Perfekter hätte der Teppich für SILENT REVENANTS kaum ausgerollt werden können, die in eine ähnliche Kerbe schlagen. Mit Dudelsack, Tin Whistle und – hach – abermals Geige mangelt es nicht an folkigem Arsenal; Keyboard sorgt für einen symphonischen Einschlag, unterstützt vom klassischen Metal-Instrumentarium – also nix mit silent. Sechs Profis, die ihr Handwerk verstehen und dabei eine solche Freude verbreiten, dass auch vor 16 Uhr schon bierplauzige Kuttenträger paarweise eingehakt im Kreis hüpfen. Wem da nicht das Herz aufgeht, hat an entsprechender Stelle wohl eine Solinger Klinge sitzen.

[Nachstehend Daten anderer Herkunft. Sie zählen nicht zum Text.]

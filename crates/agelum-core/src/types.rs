use crate::error::AgelumError;
use serde::{Deserialize, Serialize};
use std::fmt;

// ---------------------------------------------------------------------------
// ItemKind
// ---------------------------------------------------------------------------

#[derive(Debug, Clone, Copy, PartialEq, Eq, Hash, Serialize, Deserialize)]
#[serde(rename_all = "snake_case")]
pub enum ItemKind {
    Task,
    Epic,
    Idea,
}

impl ItemKind {
    pub fn all() -> &'static [ItemKind] {
        &[ItemKind::Task, ItemKind::Epic, ItemKind::Idea]
    }

    pub fn as_str(self) -> &'static str {
        match self {
            ItemKind::Task => "task",
            ItemKind::Epic => "epic",
            ItemKind::Idea => "idea",
        }
    }

    /// Board columns, in display order.
    pub fn states(self) -> &'static [ItemState] {
        match self {
            ItemKind::Task => &[
                ItemState::Backlog,
                ItemState::Fixes,
                ItemState::Pending,
                ItemState::Doing,
                ItemState::Done,
                ItemState::Inbox,
            ],
            ItemKind::Epic => &[
                ItemState::Backlog,
                ItemState::Fixes,
                ItemState::Pending,
                ItemState::Doing,
                ItemState::Done,
            ],
            ItemKind::Idea => &[
                ItemState::Thinking,
                ItemState::Important,
                ItemState::Priority,
                ItemState::Planned,
                ItemState::Done,
            ],
        }
    }

    pub fn default_state(self) -> ItemState {
        match self {
            ItemKind::Task => ItemState::Pending,
            ItemKind::Epic => ItemState::Backlog,
            ItemKind::Idea => ItemState::Thinking,
        }
    }

    /// Directory names scanned when reading, paired with the state they map to.
    /// Tasks and epics still read the legacy `priority` folder as `fixes`.
    pub fn read_dirs(self) -> Vec<(&'static str, ItemState)> {
        let mut dirs: Vec<(&'static str, ItemState)> =
            self.states().iter().map(|s| (s.as_str(), *s)).collect();
        if matches!(self, ItemKind::Task | ItemKind::Epic) {
            dirs.push(("priority", ItemState::Fixes));
        }
        dirs
    }

    /// Parse a state name for this kind, applying the `priority` → `fixes` redirect.
    pub fn parse_state(self, s: &str) -> Result<ItemState, AgelumError> {
        let lower = s.trim().to_lowercase();
        let state = match lower.as_str() {
            "priority" if self != ItemKind::Idea => ItemState::Fixes,
            other => other.parse::<ItemState>().map_err(|_| AgelumError::InvalidState {
                kind: self.to_string(),
                state: s.to_string(),
            })?,
        };
        if !self.states().contains(&state) {
            return Err(AgelumError::InvalidState {
                kind: self.to_string(),
                state: s.to_string(),
            });
        }
        Ok(state)
    }

    /// Prefix used for generated ids of epics and ideas.
    pub fn id_prefix(self) -> &'static str {
        self.as_str()
    }
}

impl fmt::Display for ItemKind {
    fn fmt(&self, f: &mut fmt::Formatter<'_>) -> fmt::Result {
        f.write_str(self.as_str())
    }
}

impl std::str::FromStr for ItemKind {
    type Err = AgelumError;

    fn from_str(s: &str) -> Result<Self, Self::Err> {
        match s.to_lowercase().trim_end_matches('s') {
            "task" => Ok(ItemKind::Task),
            "epic" => Ok(ItemKind::Epic),
            "idea" => Ok(ItemKind::Idea),
            _ => Err(AgelumError::InvalidKind(s.to_string())),
        }
    }
}

// ---------------------------------------------------------------------------
// ItemState
// ---------------------------------------------------------------------------

#[derive(Debug, Clone, Copy, PartialEq, Eq, Hash, Serialize, Deserialize)]
#[serde(rename_all = "snake_case")]
pub enum ItemState {
    Backlog,
    Fixes,
    Pending,
    Doing,
    Done,
    Inbox,
    Thinking,
    Important,
    Priority,
    Planned,
}

impl ItemState {
    pub fn as_str(self) -> &'static str {
        match self {
            ItemState::Backlog => "backlog",
            ItemState::Fixes => "fixes",
            ItemState::Pending => "pending",
            ItemState::Doing => "doing",
            ItemState::Done => "done",
            ItemState::Inbox => "inbox",
            ItemState::Thinking => "thinking",
            ItemState::Important => "important",
            ItemState::Priority => "priority",
            ItemState::Planned => "planned",
        }
    }
}

impl fmt::Display for ItemState {
    fn fmt(&self, f: &mut fmt::Formatter<'_>) -> fmt::Result {
        f.write_str(self.as_str())
    }
}

impl std::str::FromStr for ItemState {
    type Err = String;

    fn from_str(s: &str) -> Result<Self, Self::Err> {
        match s {
            "backlog" => Ok(ItemState::Backlog),
            "fixes" => Ok(ItemState::Fixes),
            "pending" => Ok(ItemState::Pending),
            "doing" => Ok(ItemState::Doing),
            "done" => Ok(ItemState::Done),
            "inbox" => Ok(ItemState::Inbox),
            "thinking" => Ok(ItemState::Thinking),
            "important" => Ok(ItemState::Important),
            "priority" => Ok(ItemState::Priority),
            "planned" => Ok(ItemState::Planned),
            _ => Err(format!("unknown state: {s}")),
        }
    }
}

// ---------------------------------------------------------------------------
// Priority
// ---------------------------------------------------------------------------

#[derive(Debug, Clone, Copy, PartialEq, Eq, Serialize, Deserialize)]
#[serde(rename_all = "snake_case")]
pub enum Priority {
    Low,
    Medium,
    High,
    Urgent,
}

impl Priority {
    pub fn as_str(self) -> &'static str {
        match self {
            Priority::Low => "low",
            Priority::Medium => "medium",
            Priority::High => "high",
            Priority::Urgent => "urgent",
        }
    }
}

impl fmt::Display for Priority {
    fn fmt(&self, f: &mut fmt::Formatter<'_>) -> fmt::Result {
        f.write_str(self.as_str())
    }
}

impl std::str::FromStr for Priority {
    type Err = String;

    fn from_str(s: &str) -> Result<Self, Self::Err> {
        match s.trim() {
            "low" => Ok(Priority::Low),
            "medium" => Ok(Priority::Medium),
            "high" => Ok(Priority::High),
            "urgent" => Ok(Priority::Urgent),
            _ => Err(format!("unknown priority: {s}")),
        }
    }
}

// ---------------------------------------------------------------------------
// Tests
// ---------------------------------------------------------------------------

Setlist SILENT REVENANTS: 1. Behind The Curtain, 2. Flesh Golem, 3. Walk with Fire, 4. Embers, 5. Among Wolves, 6. Horizons, 7. Let The Dragons Fly Forever, 8. Foolish Heroes, 9. Midsummer Nights

TORIAN sind die einzige Formation der Veranstaltung, bei der ich – im engen Rahmen des Genres – das Attribut „hart“ wirklich durchgehen lassen würde. Hier scheppert es jedenfalls ganz ordentlich: im wörtlichen Sinne (der Sound wird drumlastiger, die Intonation nebensächlicher), aber auch, was die Energie angeht. Sänger Marc bezappelt die Bühne wie ein aufgeregter Jungpudel, während die Instrumentalfraktion ein Brett zusammenkloppt, das reaktionsmäßig keine Kompromisse zulässt. Der ein oder andere Nacken dürfte die Folgen vermutlich jetzt noch spüren. Erste Moshpits rumpeln durch den Raum und rotzig-charmante Ansagen zwischendurch sorgen für Lacher. Party läuft! Auf der Setlist steht auch unveröffentlichtes Material, das genauso begeistert angenommen wird wie das bekannte.
Setlist TORIAN: 1. Sons Of The Damned, 2. Old Friend Failure, 3. Flame Of Resistance, 4. Unbowed, Unbent, Unbroken, 5. Saint Of The Fallen, 6. Soul Vampires, 7. Torian

Mit der weiblich-männlichen Gesangsdoppelspitze bei DAWN OF DESTINY wird es wieder deutlich melodielastiger, was an dieser Stelle zunächst wie ein kleiner Bruch wirkt. Aber die Laut&Hart-Gemeinde ist da flexibel und groovt sich schnell auf das Kontrastprogramm ein. Mit meinem Sweetspot für gemischte Duette und Vokalharmonien komme ich jedenfalls voll auf meine Kosten und bin damit offenbar auch nicht allein im Raum. Eine Hymne jagt die nächste – und auf die Bremse wird hier keinesfalls getreten! Für Gründungsmitglied Jens findet heute übrigens eine kleine Premiere statt: nach 20 Jahren sein erster Auftritt als Vollzeit-Vokalist, komplett ohne Saiteninstrument in der Hand – wirkt aber, als wär’s nie anders gewesen. Top!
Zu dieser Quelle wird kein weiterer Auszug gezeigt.